This test is temporarily unavailable due to instrumentation issues. As an alternate, order ZW86 (1501SP). For additional details, see test update here.


Specimen Required


Collection Container/Tube: Red top (Serum gel/SST are not acceptable)

Submission Container/Tube: Plastic vial

Specimen Volume: 0.5 mL

Collection Instructions: Centrifuge and aliquot serum into plastic vial.


Useful For

Assessing compliance

 

Monitoring for appropriate therapeutic level

 

Assessing diazepam toxicity

Method Name

Liquid Chromatography Tandem Mass Spectrometry (LC-MS/MS)

Reporting Name

Diazepam and Nordiazepam, S

Specimen Type

Serum Red

Specimen Minimum Volume

0.3 mL

Specimen Stability Information

Specimen Type Temperature Time Special Container
Serum Red Refrigerated (preferred) 14 days
  Ambient  14 days
  Frozen  14 days

Reject Due To

Gross hemolysis OK
Gross lipemia OK
Gross icterus OK

Clinical Information

Diazepam, a benzodiazepine derivative, is an anxiolytic agent that reduces neuronal depolarization resulting in decreased action potentials. It enhances the action of gamma-aminobutyric acid (GABA) by tightly binding to A-type GABA receptors, thus opening the membrane channels, and allowing the entry of chloride ions. It is also used as a muscle relaxant, procedural sedation agent, and sedative-hypnotic agent to treat withdrawal states (ie, ethanol), along with other conditions (seizures).

 

Diazepam is metabolized to several metabolites in the liver, including temazepam, oxazepam, and nordiazepam (desmethyldiazepam), and the clearance of the drug is reduced considerably in older individuals and in patients with hepatic disease.

 

Therapeutic assessment typically includes measurement of both the parent drug (diazepam) and the active metabolite (nordiazepam).

Reference Values

Therapeutic concentrations

Diazepam and Nordiazepam: 200-2,500 ng/mL

Interpretation

For seizures:

Serum concentrations are not usually monitored during early therapy because response to the drug can be monitored clinically as seizure control.

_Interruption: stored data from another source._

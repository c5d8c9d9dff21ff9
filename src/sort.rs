use crate::check::structure_bug;
use crate::list::{List, Node};

impl<T: Ord> List<T> {
    /// Inserts the value ahead of the first strictly greater element,
    /// keeping an already sorted list sorted. A new element equal to
    /// existing ones lands after them. Linear time.
    pub fn insert_ordered(&mut self, value: T) {
        let mut cur = self.head;
        while !cur.is_null() && unsafe { (*cur).value <= value } {
            cur = unsafe { (*cur).next };
        }

        if cur.is_null() {
            // Walked off the end, or the list was empty
            self.push_back(value);
        } else if cur == self.head {
            self.push_front(value);
        } else {
            // Splice strictly inside the chain, ahead of cur
            unsafe {
                let node = Box::into_raw(Node::new(value));
                let prev = (*cur).prev;

                (*node).prev = prev;
                (*node).next = cur;
                (*prev).next = node;
                (*cur).prev = node;
            }
            self.len += 1;
        }
    }

    /// Returns true if every adjacent pair is in non-decreasing order.
    /// Lists of fewer than two elements are trivially sorted.
    pub fn is_sorted(&self) -> bool {
        if self.len < 2 {
            return true;
        }
        if self.head.is_null() {
            structure_bug("is_sorted");
        }

        unsafe {
            let mut prev = self.head;
            let mut cur = (*prev).next;
            while !cur.is_null() {
                if (*prev).value > (*cur).value {
                    return false;
                }
                prev = cur;
                cur = (*cur).next;
            }
        }

        true
    }

    /// Merges two sorted lists into one sorted list, consuming both. When
    /// the next elements compare equal the one from `self` is taken first,
    /// so merging is stable.
    pub fn merge(mut self, mut other: Self) -> Self {
        let mut merged = List::new();

        loop {
            let take_other = match (self.front(), other.front()) {
                (None, None) => break,
                (Some(_), None) => false,
                (None, Some(_)) => true,
                (Some(a), Some(b)) => b < a,
            };

            let value = if take_other {
                other.pop_front()
            } else {
                self.pop_front()
            };

            match value {
                Some(value) => merged.push_back(value),
                // front() just said this side was non-empty
                None => structure_bug("merge"),
            }
        }

        merged
    }
}

impl<T: Clone> List<T> {
    /// Copies the list and splits the copy in half, leaving the original
    /// untouched. The left half holds the first `ceil(len / 2)` elements,
    /// the right half the rest, both in original order.
    pub fn split_halves(&self) -> (List<T>, List<T>) {
        let mut left = self.clone();
        let mut right = List::new();

        if self.len < 2 {
            // Nothing to move over; the right half stays empty
            return (left, right);
        }

        for _ in 0..self.len / 2 {
            match left.pop_back() {
                Some(value) => right.push_front(value),
                None => structure_bug("split_halves"),
            }
        }

        (left, right)
    }

    /// Copies the list and breaks the copy apart into a list of
    /// single-element lists, one per element, in original order. The
    /// original is untouched.
    pub fn explode(&self) -> List<List<T>> {
        let mut singletons = List::new();
        let mut working = self.clone();

        while let Some(value) = working.pop_front() {
            let mut single = List::new();
            single.push_back(value);
            singletons.push_back(single);
        }

        singletons
    }
}

impl<T: Ord + Clone> List<T> {
    /// Returns a sorted copy built by inserting each element in order.
    /// Stable, quadratic time.
    pub fn insertion_sort(&self) -> List<T> {
        let mut sorted = List::new();
        for value in self.iter() {
            sorted.insert_ordered(value.clone());
        }

        sorted
    }

    /// Returns a sorted copy of the list. Stable. Delegates to the
    /// recursive merge sort.
    pub fn merge_sort(&self) -> List<T> {
        self.merge_sort_recursive()
    }

    /// Top-down merge sort: split in half, sort each half, merge. Returns
    /// a sorted copy. Stable, O(n log n).
    pub fn merge_sort_recursive(&self) -> List<T> {
        if self.len < 2 {
            return self.clone();
        }

        let (left, right) = self.split_halves();
        left.merge_sort_recursive().merge(right.merge_sort_recursive())
    }

    /// Bottom-up merge sort: explode into singletons, then repeatedly
    /// merge the two lists at the front of the queue and push the result
    /// to the back, until one sorted list remains. Returns a sorted copy.
    /// O(n log n), no recursion. Unlike the recursive variant this is not
    /// stable: equal elements may not keep their original relative order.
    pub fn merge_sort_iterative(&self) -> List<T> {
        if self.len < 2 {
            return self.clone();
        }

        let mut queue = self.explode();
        while queue.len() > 1 {
            match (queue.pop_front(), queue.pop_front()) {
                (Some(left), Some(right)) => queue.push_back(left.merge(right)),
                _ => structure_bug("merge_sort_iterative"),
            }
        }

        match queue.pop_front() {
            Some(sorted) => sorted,
            None => structure_bug("merge_sort_iterative"),
        }
    }
}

If seizures resume despite adequate therapy, another anticonvulsant must be considered.

 

Toxicity is commonly seen when diazepam plus nordiazepam concentrations exceed 3000 ng/mL. Adverse effects of benzodiazepines in therapeutic doses usually reflect the drug's pharmacology and include sedation, slurred speech, and ataxia. Respiratory depression/arrest may occur with large overdoses or following rapid intravenous injection with short-acting benzodiazepines.

Cautions

No significant cautionary statements

Clinical Reference

1. Langman LJ, Bechtel LK, Meier BM, Holstege C. Clinical toxicology. In: Rifai N, Horvath AR, Wittwer CT, eds. Tietz Textbook of Clinical Chemistry and Molecular Diagnostics. 6th ed. Elsevier; 2018:832-887

2. Burtis CA, Ashwood ER, Bruns DE, eds. Tietz Textbook of Clinical Chemistry and Molecular Diagnostics. WB Saunders Company; 2011:Table 60.2

Method Description

The internal standard mixture containing chlordiazepoxide-d5, diazepam-d4, and nordiazepam-d5 is added to serum samples. The serum samples are treated with phosphate buffer and extracted via liquid/liquid extraction. The organic layer from the extraction is dried under nitrogen, reconstituted, and injected on a liquid chromatography tandem mass spectrometer.(Unpublished Mayo method)

Day(s) Performed

Monday, Wednesday

Report Available

3 to 7 days

Specimen Retention Time

14 days

Performing Laboratory

Mayo Clinic Laboratories in Rochester

Test Classification

This test was developed and its performance characteristics determined by Mayo Clinic in a manner consistent with CLIA requirements. It has not been cleared or approved by the US Food and Drug Administration.

CPT Code Information

80299

LOINC Code Information

Test ID Test Order Name Order LOINC Value
DIA Diazepam and Nordiazepam, S 49044-1

 

Result ID Test Result Name Result LOINC Value
8629 Diazepam 3548-5
2475 Nordiazepam 3537-8
2459 Diazepam and Nordiazepam 16757-7